Unterstützung erhielt Körtner von Reinhard Topf, Leiter des psychosozialen Teams am St. Anna Kinderspital in Wien. In 25 Jahren seines Wirkens mit krebskranken Kindern habe er "noch nie erlebt, dass ein Kind ernsthaft Hilfe im Sterben bekommt im Sinn einer aktiven Sterbehilfe", so der Psychoanalytiker und Psychologe gegenüber "Orientierung". Vielmehr drücke der Wunsch Kinder zu Sterben den Eindruck aus, dass seelische oder körperliche Schmerzen nicht mehr getragen werden können, wobei Hilfestellungen nötig seien. "Wenn ein Kind so etwas sagt ist es wichtig, darauf einzugehen", so Topf. Die Vorstellung des Todes als irreversibler Vorgang würde sich bei Kindern zudem erst um das 14. Lebensjahr festigen.
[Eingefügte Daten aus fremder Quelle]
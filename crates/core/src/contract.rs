//! Response contract parsing.
//!
//! Models are told to answer with a bare JSON object but regularly wrap it in
//! prose or code fences anyway. Parsing runs in two stages: the whole text as
//! JSON, then the span from the first `{` to the last `}`. Anything else is a
//! [`TutorError::ContractViolation`]. No shape validation happens here; the
//! typed results in [`crate::types`] tolerate missing fields on their own.

use crate::error::{Result, TutorError};
use serde::de::DeserializeOwned;
use serde_json::{Map, Value};
use tracing::{debug, warn};

/// Parses raw model text into a JSON value using the two-stage strategy.
pub fn parse_contract(raw: &str) -> Result<Value> {
    if let Ok(value) = serde_json::from_str::<Value>(raw) {
        return Ok(value);
    }

    let span = extract_object_span(raw).ok_or_else(|| {
        TutorError::ContractViolation("no JSON object found in model response".to_string())
    })?;

    debug!(
        prefix_len = raw.find('{').unwrap_or(0),
        span_len = span.len(),
        "Falling back to embedded JSON object"
    );
    serde_json::from_str::<Value>(span).map_err(|e| {
        TutorError::ContractViolation(format!("model response is not valid JSON: {}", e))
    })
}

/// Parses raw model text straight into one of the typed results.
///
/// A well-formed value that is not an object (a bare string, an array) is
/// treated as an empty object, so every field takes its default.
pub fn decode_contract<T>(raw: &str) -> Result<T>
where
    T: DeserializeOwned + Default,
{
    let value = parse_contract(raw)?;
    Ok(from_contract_value(value))
}

/// Converts an already parsed value into a typed result, tolerating shape drift.
pub fn from_contract_value<T>(value: Value) -> T
where
    T: DeserializeOwned + Default,
{
    let object = match value {
        Value::Object(map) => Value::Object(map),
        other => {
            warn!(found = %json_kind(&other), "Model response is not a JSON object");
            Value::Object(Map::new())
        }
    };
    serde_json::from_value(object).unwrap_or_default()
}

/// The substring from the first `{` through the last `}`, if both exist in order.
fn extract_object_span(raw: &str) -> Option<&str> {
    let start = raw.find('{')?;
    let end = raw.rfind('}')?;
    (end > start).then(|| &raw[start..=end])
}

fn json_kind(value: &Value) -> &'static str {
    match value {
        Value::Null => "null",
        Value::Bool(_) => "bool",
        Value::Number(_) => "number",
        Value::String(_) => "string",
        Value::Array(_) => "array",
        Value::Object(_) => "object",
    }
}
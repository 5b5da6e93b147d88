//! Axum Handlers for the Tutoring Endpoints
//!
//! Each handler validates its body, delegates to the shared
//! [`TutorService`](tutor_core::tutor_service::TutorService) and maps the
//! outcome onto an HTTP status. `utoipa` doc comments feed the OpenAPI
//! document.

use axum::{
    extract::{State, rejection::JsonRejection},
    http::StatusCode,
    response::{IntoResponse, Json, Response},
};
use std::future::Future;
use std::sync::Arc;
use tracing::{Instrument, error, info, info_span, warn};
use tutor_core::{
    TutorError,
    endpoint::{AnalyzeRequest, Endpoint, ErrorBody, SchemaRequest, TeachRequest, TeachingEndpoint},
    types::{AnalysisResult, DiagramResult, TeachingResult},
};
use uuid::Uuid;

use crate::state::AppState;

pub enum ApiError {
    BadRequest(String),
    /// No model credential is configured.
    ServiceUnavailable(String),
    /// The model call or its output failed; `label` names the endpoint's work.
    Upstream { label: &'static str, message: String },
}

impl ApiError {
    pub fn from_tutor(endpoint: Endpoint, err: TutorError) -> Self {
        match err {
            TutorError::Validation(message) => ApiError::BadRequest(message),
            TutorError::Configuration(message) => ApiError::ServiceUnavailable(message),
            other => ApiError::Upstream {
                label: endpoint.failure_label(),
                message: other.to_string(),
            },
        }
    }
}

impl IntoResponse for ApiError {
    fn into_response(self) -> Response {
        match self {
            ApiError::BadRequest(error) => (
                StatusCode::BAD_REQUEST,
                Json(ErrorBody {
                    error,
                    message: None,
                }),
            )
                .into_response(),
            ApiError::ServiceUnavailable(error) => (
                StatusCode::SERVICE_UNAVAILABLE,
                Json(ErrorBody {
                    error,
                    message: None,
                }),
            )
                .into_response(),
            ApiError::Upstream { label, message } => {
                error!(label, %message, "Tutoring request failed");
                (
                    StatusCode::INTERNAL_SERVER_ERROR,
                    Json(ErrorBody {
                        error: label.to_string(),
                        message: Some(message),
                    }),
                )
                    .into_response()
            }
        }
    }
}

impl From<JsonRejection> for ApiError {
    fn from(rejection: JsonRejection) -> Self {
        ApiError::BadRequest(rejection.body_text())
    }
}

/// Runs `call` inside a span tagged with a fresh request id.
async fn traced<T, F>(endpoint: Endpoint, call: F) -> Result<Json<T>, ApiError>
where
    F: Future<Output = tutor_core::Result<T>>,
{
    let span = info_span!("request", request_id = %Uuid::new_v4(), endpoint = endpoint.path());
    async move {
        match call.await {
            Ok(result) => {
                info!("Request completed");
                Ok(Json(result))
            }
            Err(e) => {
                warn!(kind = e.kind(), error = %e, "Request rejected");
                Err(ApiError::from_tutor(endpoint, e))
            }
        }
    }
    .instrument(span)
    .await
}

/// Review a piece of code against production-readiness principles.
#[utoipa::path(
    post,
    path = "/api/analyze",
    request_body = AnalyzeRequest,
    responses(
        (status = 200, description = "Analysis of the submitted code", body = AnalysisResult),
        (status = 400, description = "Code or language missing", body = ErrorBody),
        (status = 503, description = "API key not configured", body = ErrorBody),
        (status = 500, description = "Model call failed", body = ErrorBody)
    )
)]
pub async fn analyze(
    State(state): State<Arc<AppState>>,
    payload: Result<Json<AnalyzeRequest>, JsonRejection>,
) -> Result<Json<AnalysisResult>, ApiError> {
    let Json(request) = payload?;
    traced(Endpoint::Analyze, state.tutor.analyze(request)).await
}

/// One Socratic turn on an algorithm.
#[utoipa::path(
    post,
    path = "/api/teach",
    request_body = TeachRequest,
    responses(
        (status = 200, description = "The tutor's reply", body = TeachingResult),
        (status = 400, description = "Message missing", body = ErrorBody),
        (status = 503, description = "API key not configured", body = ErrorBody),
        (status = 500, description = "Model call failed", body = ErrorBody)
    )
)]
pub async fn teach(
    State(state): State<Arc<AppState>>,
    payload: Result<Json<TeachRequest>, JsonRejection>,
) -> Result<Json<TeachingResult>, ApiError> {
    teaching_turn(&state, TeachingEndpoint::Teach, payload).await
}

/// One turn on a probability, statistics or game theory question.
#[utoipa::path(
    post,
    path = "/api/math",
    request_body = TeachRequest,
    responses(
        (status = 200, description = "The tutor's reply", body = TeachingResult),
        (status = 400, description = "Message missing", body = ErrorBody),
        (status = 503, description = "API key not configured", body = ErrorBody),
        (status = 500, description = "Model call failed", body = ErrorBody)
    )
)]
pub async fn math(
    State(state): State<Arc<AppState>>,
    payload: Result<Json<TeachRequest>, JsonRejection>,
) -> Result<Json<TeachingResult>, ApiError> {
    teaching_turn(&state, TeachingEndpoint::Math, payload).await
}

/// One turn on a systems or infrastructure concept.
#[utoipa::path(
    post,
    path = "/api/technical",
    request_body = TeachRequest,
    responses(
        (status = 200, description = "The tutor's reply", body = TeachingResult),
        (status = 400, description = "Message missing", body = ErrorBody),
        (status = 503, description = "API key not configured", body = ErrorBody),
        (status = 500, description = "Model call failed", body = ErrorBody)
    )
)]
pub async fn technical(
    State(state): State<Arc<AppState>>,
    payload: Result<Json<TeachRequest>, JsonRejection>,
) -> Result<Json<TeachingResult>, ApiError> {
    teaching_turn(&state, TeachingEndpoint::Technical, payload).await
}

/// Generate a Mermaid or ASCII diagram.
#[utoipa::path(
    post,
    path = "/api/schema",
    request_body = SchemaRequest,
    responses(
        (status = 200, description = "The generated diagram", body = DiagramResult),
        (status = 400, description = "Schema request missing", body = ErrorBody),
        (status = 503, description = "API key not configured", body = ErrorBody),
        (status = 500, description = "Model call failed", body = ErrorBody)
    )
)]
pub async fn schema(
    State(state): State<Arc<AppState>>,
    payload: Result<Json<SchemaRequest>, JsonRejection>,
) -> Result<Json<DiagramResult>, ApiError> {
    let Json(request) = payload?;
    traced(Endpoint::Schema, state.tutor.schema(request)).await
}

async fn teaching_turn(
    state: &AppState,
    endpoint: TeachingEndpoint,
    payload: Result<Json<TeachRequest>, JsonRejection>,
) -> Result<Json<TeachingResult>, ApiError> {
    let Json(request) = payload?;
    traced(endpoint.into(), state.tutor.teach(endpoint, request)).await
}
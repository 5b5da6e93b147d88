//! Session state and the mode state machine.
//!
//! [`SessionState`] is the single mutable aggregate of a tutoring session.
//! Mode transitions never patch it: [`SessionState::select`],
//! [`SessionState::back`] and [`SessionState::change_topic`] build a fresh
//! value with an advanced epoch, which is how late-arriving responses for a
//! discarded session are recognised and dropped.

use crate::endpoint::TeachingEndpoint;
use crate::types::{ConversationTurn, DiagramResult, Message};
use serde::{Deserialize, Serialize};
use std::fmt;
use std::str::FromStr;

/// Language assumed before anything more specific is known.
pub const DEFAULT_LANGUAGE: &str = "javascript";

/// The four mutually exclusive interaction modes. "Unselected" is modelled
/// as the absence of a mode on [`SessionState`].
#[derive(Debug, Clone, Copy, PartialEq, Eq, Hash, Serialize, Deserialize)]
#[serde(rename_all = "snake_case")]
pub enum Mode {
    Analyzing,
    Learning,
    MathExploring,
    TechnicalExploring,
}

impl Mode {
    pub const ALL: [Mode; 4] = [
        Mode::Analyzing,
        Mode::Learning,
        Mode::MathExploring,
        Mode::TechnicalExploring,
    ];

    /// Endpoint for teaching turns, or `None` for analysis mode.
    pub fn teaching_endpoint(self) -> Option<TeachingEndpoint> {
        match self {
            Mode::Analyzing => None,
            Mode::Learning => Some(TeachingEndpoint::Teach),
            Mode::MathExploring => Some(TeachingEndpoint::Math),
            Mode::TechnicalExploring => Some(TeachingEndpoint::Technical),
        }
    }

    /// The tutor message seeded when the mode is entered.
    pub fn welcome(self) -> &'static str {
        match self {
            Mode::Analyzing => {
                "Welcome to Code Analysis! Upload a file to get started. I'll review your code based on production-ready principles like naming conventions, function size, error handling, and more."
            }
            Mode::Learning => {
                "Welcome to Algorithm Learning! Tell me what algorithm you'd like to learn, and I'll guide you through it using intuitive explanations, visual diagrams, and hands-on practice."
            }
            Mode::MathExploring => {
                "Welcome to Math Concepts! Ask me about probability, statistics, or game theory questions. I'll provide intuitive explanations, mathematical breakdowns, visual diagrams, and Python simulations."
            }
            Mode::TechnicalExploring => {
                "Welcome to Technical Concepts! Ask me about system design, databases, networking, operating systems, cloud computing, or any technical concept. I'll explain it clearly with diagrams and real-world examples."
            }
        }
    }
}

impl fmt::Display for Mode {
    fn fmt(&self, f: &mut fmt::Formatter<'_>) -> fmt::Result {
        let name = match self {
            Mode::Analyzing => "analyze",
            Mode::Learning => "learn",
            Mode::MathExploring => "math",
            Mode::TechnicalExploring => "technical",
        };
        f.write_str(name)
    }
}

#[derive(Debug, Clone, PartialEq, Eq, thiserror::Error)]
#[error("unknown mode '{0}' (expected analyze, learn, math or technical)")]
pub struct UnknownMode(pub String);

impl FromStr for Mode {
    type Err = UnknownMode;

    fn from_str(s: &str) -> Result<Self, Self::Err> {
        match s.trim().to_lowercase().as_str() {
            "analyze" | "analysis" => Ok(Mode::Analyzing),
            "learn" | "learning" | "algorithms" => Ok(Mode::Learning),
            "math" => Ok(Mode::MathExploring),
            "technical" | "tech" => Ok(Mode::TechnicalExploring),
            other => Err(UnknownMode(other.to_string())),
        }
    }
}

/// The session aggregate. Read through accessors; mutated only by the
/// orchestrator.
#[derive(Debug, Clone, PartialEq)]
pub struct SessionState {
    epoch: u64,
    mode: Option<Mode>,
    message_log: Vec<Message>,
    wire_history: Vec<ConversationTurn>,
    topic: Option<String>,
    active_language: String,
    pending_code: String,
    code_editor_visible: bool,
    busy: bool,
    uploaded_file: Option<String>,
    current_schema: Option<DiagramResult>,
}

impl Default for SessionState {
    fn default() -> Self {
        Self::fresh(0, None)
    }
}

impl SessionState {
    /// An unselected session at epoch 0.
    pub fn new() -> Self {
        Self::default()
    }

    fn fresh(epoch: u64, mode: Option<Mode>) -> Self {
        Self {
            epoch,
            mode,
            message_log: Vec::new(),
            wire_history: Vec::new(),
            topic: None,
            active_language: DEFAULT_LANGUAGE.to_string(),
            pending_code: String::new(),
            code_editor_visible: false,
            busy: false,
            uploaded_file: None,
            current_schema: None,
        }
    }

    // --- Transitions ---

    /// Enters `mode` with a fully reset session seeded with its welcome message.
    pub fn select(&self, mode: Mode) -> Self {
        let mut next = Self::fresh(self.epoch + 1, Some(mode));
        next.message_log.push(Message::tutor_text(mode.welcome()));
        next
    }

    /// Returns to mode selection, discarding everything.
    pub fn back(&self) -> Self {
        Self::fresh(self.epoch + 1, None)
    }

    /// Starts over on a new topic within the same mode. The log is cleared
    /// entirely, without a welcome message; the active language and any
    /// uploaded file are kept.
    pub fn change_topic(&self) -> Self {
        let mut next = Self::fresh(self.epoch + 1, self.mode);
        next.active_language = self.active_language.clone();
        next.uploaded_file = self.uploaded_file.clone();
        next
    }

    /// Whether leaving this session would lose something the user did.
    pub fn has_unsaved_work(&self) -> bool {
        self.message_log.len() > 1
            || !self.pending_code.is_empty()
            || self.topic.is_some()
            || self.uploaded_file.is_some()
    }

    // --- Mutations ---

    pub(crate) fn push_message(&mut self, message: Message) {
        self.message_log.push(message);
    }

    /// Extends the wire history with an accepted exchange.
    pub(crate) fn record_exchange(&mut self, user: String, assistant: String) {
        self.wire_history.push(ConversationTurn::user(user));
        self.wire_history.push(ConversationTurn::assistant(assistant));
    }

    /// Routes a code skeleton to the editor surface.
    pub(crate) fn open_skeleton(&mut self, language: String, code: String) {
        self.active_language = language;
        self.pending_code = code;
        self.code_editor_visible = true;
    }

    pub(crate) fn set_busy(&mut self, busy: bool) {
        self.busy = busy;
    }

    pub(crate) fn set_topic(&mut self, topic: String) {
        self.topic = Some(topic);
    }

    pub(crate) fn set_pending_code(&mut self, code: String) {
        self.pending_code = code;
    }

    pub(crate) fn set_active_language(&mut self, language: String) {
        self.active_language = language;
    }

    pub(crate) fn set_uploaded_file(&mut self, name: String) {
        self.uploaded_file = Some(name);
    }

    pub(crate) fn set_current_schema(&mut self, diagram: DiagramResult) {
        self.current_schema = Some(diagram);
    }

    // --- Accessors ---

    pub fn epoch(&self) -> u64 {
        self.epoch
    }

    pub fn mode(&self) -> Option<Mode> {
        self.mode
    }

    pub fn message_log(&self) -> &[Message] {
        &self.message_log
    }

    pub fn wire_history(&self) -> &[ConversationTurn] {
        &self.wire_history
    }

    pub fn topic(&self) -> Option<&str> {
        self.topic.as_deref()
    }

    pub fn active_language(&self) -> &str {
        &self.active_language
    }

    pub fn pending_code(&self) -> &str {
        &self.pending_code
    }

    pub fn code_editor_visible(&self) -> bool {
        self.code_editor_visible
    }

    pub fn busy(&self) -> bool {
        self.busy
    }

    pub fn uploaded_file(&self) -> Option<&str> {
        self.uploaded_file.as_deref()
    }

    pub fn current_schema(&self) -> Option<&DiagramResult> {
        self.current_schema.as_ref()
    }
}
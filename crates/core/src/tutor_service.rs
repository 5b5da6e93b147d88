//! Tutoring Service
//!
//! This module defines the contract every tutoring backend fulfils (one
//! operation per endpoint) and the implementation that talks to the model
//! directly. Request validation always happens before the credential check,
//! and the credential check always happens before any network call.

use crate::{
    contract::decode_contract,
    endpoint::{AnalyzeRequest, Endpoint, SchemaRequest, TeachRequest, TeachingEndpoint},
    error::{Result, TutorError},
    llm_client::LLMClient,
    prompts::render,
    types::{AnalysisResult, ConversationTurn, DiagramResult, TeachingResult},
};
use async_trait::async_trait;
use serde::de::DeserializeOwned;
use std::collections::HashMap;
use std::sync::Arc;
use tracing::{debug, info, warn};

/// Defines the contract for any service that can answer tutoring requests.
///
/// Implementations may call a model directly or go through the HTTP
/// endpoints; the orchestrator does not care which.
#[async_trait]
pub trait TutorService: Send + Sync {
    /// Reviews a piece of code and scores it.
    async fn analyze(&self, request: AnalyzeRequest) -> Result<AnalysisResult>;

    /// Produces the next teaching turn on one of the three teaching endpoints.
    async fn teach(
        &self,
        endpoint: TeachingEndpoint,
        request: TeachRequest,
    ) -> Result<TeachingResult>;

    /// Generates a diagram for a free-text request.
    async fn schema(&self, request: SchemaRequest) -> Result<DiagramResult>;
}

/// An implementation of `TutorService` that prompts an LLM and parses its
/// JSON answer.
pub struct LLMTutorService {
    client: Option<Arc<dyn LLMClient>>,
    prompts: HashMap<String, String>,
}

impl LLMTutorService {
    /// Creates a new LLM-backed tutoring service.
    ///
    /// # Arguments
    ///
    /// * `client` - The model client, or `None` when no credential is
    ///   configured. Every request then fails with a configuration error.
    /// * `prompts` - System prompt templates keyed by endpoint name
    ///   (`analyze`, `teach`, `math`, `technical`, `schema`).
    pub fn new(client: Option<Arc<dyn LLMClient>>, prompts: HashMap<String, String>) -> Self {
        if client.is_none() {
            warn!("No model credential configured; every tutoring request will be refused.");
        }
        Self { client, prompts }
    }

    pub fn is_configured(&self) -> bool {
        self.client.is_some()
    }

    fn client(&self) -> Result<&Arc<dyn LLMClient>> {
        self.client
            .as_ref()
            .ok_or_else(|| TutorError::Configuration("API key not configured".to_string()))
    }

    fn prompt(&self, endpoint: Endpoint) -> Result<&str> {
        self.prompts
            .get(endpoint.prompt_key())
            .map(String::as_str)
            .ok_or_else(|| {
                TutorError::Configuration(format!(
                    "Missing prompt template: '{}'",
                    endpoint.prompt_key()
                ))
            })
    }

    async fn call<T>(
        &self,
        endpoint: Endpoint,
        system_prompt: String,
        history: Vec<ConversationTurn>,
    ) -> Result<T>
    where
        T: DeserializeOwned + Default,
    {
        let client = self.client()?;
        debug!(endpoint = endpoint.path(), turns = history.len(), "Calling model");
        let raw = client
            .complete(system_prompt, history, endpoint.max_tokens())
            .await
            .map_err(|e| TutorError::Transport(format!("{:#}", e)))?;
        decode_contract(&raw).inspect_err(|e| {
            warn!(endpoint = endpoint.path(), error = %e, "Model broke the response contract");
        })
    }
}

/// Appends the per-turn context block to a system prompt.
fn with_context(system_prompt: &str, context: Option<&str>) -> String {
    match context.map(str::trim).filter(|c| !c.is_empty()) {
        Some(context) => format!(
            "{}\n\n# Current Context for This Turn\n\n{}",
            system_prompt, context
        ),
        None => system_prompt.to_string(),
    }
}

#[async_trait]
impl TutorService for LLMTutorService {
    async fn analyze(&self, request: AnalyzeRequest) -> Result<AnalysisResult> {
        request.validate()?;
        self.client()?;
        let system_prompt = render(
            self.prompt(Endpoint::Analyze)?,
            &[("language", &request.language)],
        );
        let user = format!(
            "Analyze this {lang} code:\n\n```{lang}\n{code}\n```",
            lang = request.language,
            code = request.code
        );
        let result: AnalysisResult = self
            .call(Endpoint::Analyze, system_prompt, vec![ConversationTurn::user(user)])
            .await?;
        info!(score = result.score, issues = result.issues.len(), "Analysis complete");
        Ok(result)
    }

    async fn teach(
        &self,
        endpoint: TeachingEndpoint,
        request: TeachRequest,
    ) -> Result<TeachingResult> {
        request.validate()?;
        self.client()?;
        let endpoint = Endpoint::from(endpoint);
        let system_prompt = with_context(self.prompt(endpoint)?, request.context.as_deref());

        let mut history = request.conversation_history;
        history.push(ConversationTurn::user(request.message));

        self.call(endpoint, system_prompt, history).await
    }

    async fn schema(&self, request: SchemaRequest) -> Result<DiagramResult> {
        request.validate()?;
        self.client()?;
        let system_prompt = self.prompt(Endpoint::Schema)?.to_string();
        let user = match request.context.as_deref().filter(|c| !c.trim().is_empty()) {
            Some(context) => format!(
                "Create a diagram for: {}\n\nContext: {}",
                request.request, context
            ),
            None => format!("Create a diagram for: {}", request.request),
        };
        self.call(Endpoint::Schema, system_prompt, vec![ConversationTurn::user(user)])
            .await
    }
}

#[cfg(test)]
mod tests {
    use super::*;
    use crate::llm_client::MockLLMClient;
    use crate::types::TurnRole;
    use mockall::predicate::*;

    fn prompts() -> HashMap<String, String> {
        ["analyze", "teach", "math", "technical", "schema"]
            .into_iter()
            .map(|k| (k.to_string(), format!("{} prompt for {{language}}", k)))
            .collect()
    }

    fn service(mock: MockLLMClient) -> LLMTutorService {
        LLMTutorService::new(Some(Arc::new(mock)), prompts())
    }

    #[tokio::test]
    async fn test_analyze_parses_model_json() {
        let mut mock = MockLLMClient::new();
        mock.expect_complete()
            .withf(|system, history, max_tokens| {
                system == "analyze prompt for python"
                    && history.len() == 1
                    && history[0].content.contains("```python\ndef f(): pass\n```")
                    && *max_tokens == 4000
            })
            .times(1)
            .returning(|_, _, _| {
                Ok(r#"{"score": 88, "language_detected": "python", "summary": "ok", "issues": [], "strengths": []}"#.to_string())
            });

        let result = service(mock)
            .analyze(AnalyzeRequest {
                code: "def f(): pass".into(),
                language: "python".into(),
            })
            .await
            .unwrap();

        assert_eq!(result.score, 88);
        assert!(result.issues.is_empty());
    }

    #[tokio::test]
    async fn test_validation_happens_before_any_call() {
        let mut mock = MockLLMClient::new();
        mock.expect_complete().times(0);
        let service = service(mock);

        let err = service
            .analyze(AnalyzeRequest {
                code: String::new(),
                language: "python".into(),
            })
            .await
            .unwrap_err();
        assert!(matches!(err, TutorError::Validation(_)));

        let err = service
            .schema(SchemaRequest::default())
            .await
            .unwrap_err();
        assert_eq!(err, TutorError::Validation("Schema request is required".into()));
    }

    #[tokio::test]
    async fn test_unconfigured_service_refuses_every_endpoint() {
        let service = LLMTutorService::new(None, prompts());
        assert!(!service.is_configured());

        let analyze = service
            .analyze(AnalyzeRequest {
                code: "x".into(),
                language: "python".into(),
            })
            .await;
        let teach = service
            .teach(
                TeachingEndpoint::Technical,
                TeachRequest {
                    message: "What is a CDN?".into(),
                    ..Default::default()
                },
            )
            .await;
        let schema = service
            .schema(SchemaRequest {
                request: "tree".into(),
                context: None,
            })
            .await;

        for err in [analyze.unwrap_err(), teach.unwrap_err(), schema.unwrap_err()] {
            assert_eq!(err, TutorError::Configuration("API key not configured".into()));
        }
    }

    #[tokio::test]
    async fn test_missing_prompt_is_configuration_error() {
        let mut mock = MockLLMClient::new();
        mock.expect_complete().times(0);
        let service = LLMTutorService::new(Some(Arc::new(mock)), HashMap::new());

        let err = service
            .teach(
                TeachingEndpoint::Math,
                TeachRequest {
                    message: "Monty Hall".into(),
                    ..Default::default()
                },
            )
            .await
            .unwrap_err();
        assert_eq!(err, TutorError::Configuration("Missing prompt template: 'math'".into()));
    }

    #[tokio::test]
    async fn test_teach_replays_history_then_new_message() {
        let mut mock = MockLLMClient::new();
        mock.expect_complete()
            .withf(|system, history, _| {
                system.starts_with("math prompt")
                    && system.ends_with("Topic: Monty Hall")
                    && history.len() == 3
                    && history[0].role == TurnRole::User
                    && history[1].role == TurnRole::Assistant
                    && history[2].content == "Why switch?"
            })
            .times(1)
            .returning(|_, _, _| {
                Ok("Here you go:\n{\"message\": \"Because 2/3.\", \"needs_schema\": false}".to_string())
            });

        let result = service(mock)
            .teach(
                TeachingEndpoint::Math,
                TeachRequest {
                    message: "Why switch?".into(),
                    conversation_history: vec![
                        ConversationTurn::user("Explain Monty Hall"),
                        ConversationTurn::assistant("Three doors..."),
                    ],
                    context: Some("Topic: Monty Hall".into()),
                },
            )
            .await
            .unwrap();

        assert_eq!(result.message, "Because 2/3.");
        assert!(!result.needs_schema);
    }

    #[tokio::test]
    async fn test_schema_uses_smaller_token_ceiling_and_context() {
        let mut mock = MockLLMClient::new();
        mock.expect_complete()
            .with(
                eq("schema prompt for {language}".to_string()),
                eq(vec![ConversationTurn::user(
                    "Create a diagram for: flowchart\n\nContext: Binary Search",
                )]),
                eq(2000u32),
            )
            .times(1)
            .returning(|_, _, _| Ok(r#"{"type": "mermaid", "diagram": "graph TD"}"#.to_string()));

        let result = service(mock)
            .schema(SchemaRequest {
                request: "flowchart".into(),
                context: Some("Binary Search".into()),
            })
            .await
            .unwrap();
        assert_eq!(result.diagram, "graph TD");
    }

    #[tokio::test]
    async fn test_transport_and_contract_failures() {
        let mut mock = MockLLMClient::new();
        mock.expect_complete()
            .times(1)
            .returning(|_, _, _| Err(anyhow::anyhow!("connection reset")));
        let err = service(mock)
            .schema(SchemaRequest {
                request: "tree".into(),
                context: None,
            })
            .await
            .unwrap_err();
        assert_eq!(err, TutorError::Transport("connection reset".into()));

        let mut mock = MockLLMClient::new();
        mock.expect_complete()
            .times(1)
            .returning(|_, _, _| Ok("Sorry, I can't produce JSON today.".to_string()));
        let err = service(mock)
            .schema(SchemaRequest {
                request: "tree".into(),
                context: None,
            })
            .await
            .unwrap_err();
        assert!(matches!(err, TutorError::ContractViolation(_)));
    }

    #[test]
    fn test_with_context_skips_blank() {
        assert_eq!(with_context("base", None), "base");
        assert_eq!(with_context("base", Some("  ")), "base");
        assert!(with_context("base", Some("Topic: Heaps")).ends_with("Topic: Heaps"));
    }
}
//! System prompt templates, loaded from a directory of Markdown files.

use anyhow::{Context, Result};
use std::collections::HashMap;
use std::fs;
use std::path::Path;

/// Loads every `*.md` file in `prompts_path`, keyed by file stem.
pub fn load_prompts(prompts_path: &Path) -> Result<HashMap<String, String>> {
    let mut prompts = HashMap::new();
    let entries = fs::read_dir(prompts_path)
        .with_context(|| format!("Could not read prompts directory {}", prompts_path.display()))?;
    for entry in entries {
        let path = entry?.path();
        if path.is_file() && path.extension().and_then(|s| s.to_str()) == Some("md") {
            let prompt_key = path
                .file_stem()
                .and_then(|s| s.to_str())
                .context("Could not get file stem")?
                .to_string();
            let content = fs::read_to_string(&path)?;
            prompts.insert(prompt_key, content);
        }
    }
    Ok(prompts)
}

/// Replaces each `{name}` placeholder with its value.
pub fn render(template: &str, vars: &[(&str, &str)]) -> String {
    vars.iter().fold(template.to_string(), |acc, (name, value)| {
        acc.replace(&format!("{{{}}}", name), value)
    })
}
Weiterhin distanziert äußerte sich Körtner indes über das Vorhaben der österreichischen Regierungsparteien, das Sterbehilfeverbot in die Verfassung aufzunehmen. Begrüße er auch die Absicht einer Verbesserung der Palliativversorgung und deren Rechtsanspruch, dürfe durch einen derartigen Vorstoß nicht das Patientenverfügungsgesetz von 2006 ausgehebelt werden: Ärzte und Betroffene bräuchten Rechtssicherheit, sobald unheilbar Kranke bestimmten, nicht mehr weiter behandelt werden zu wollen.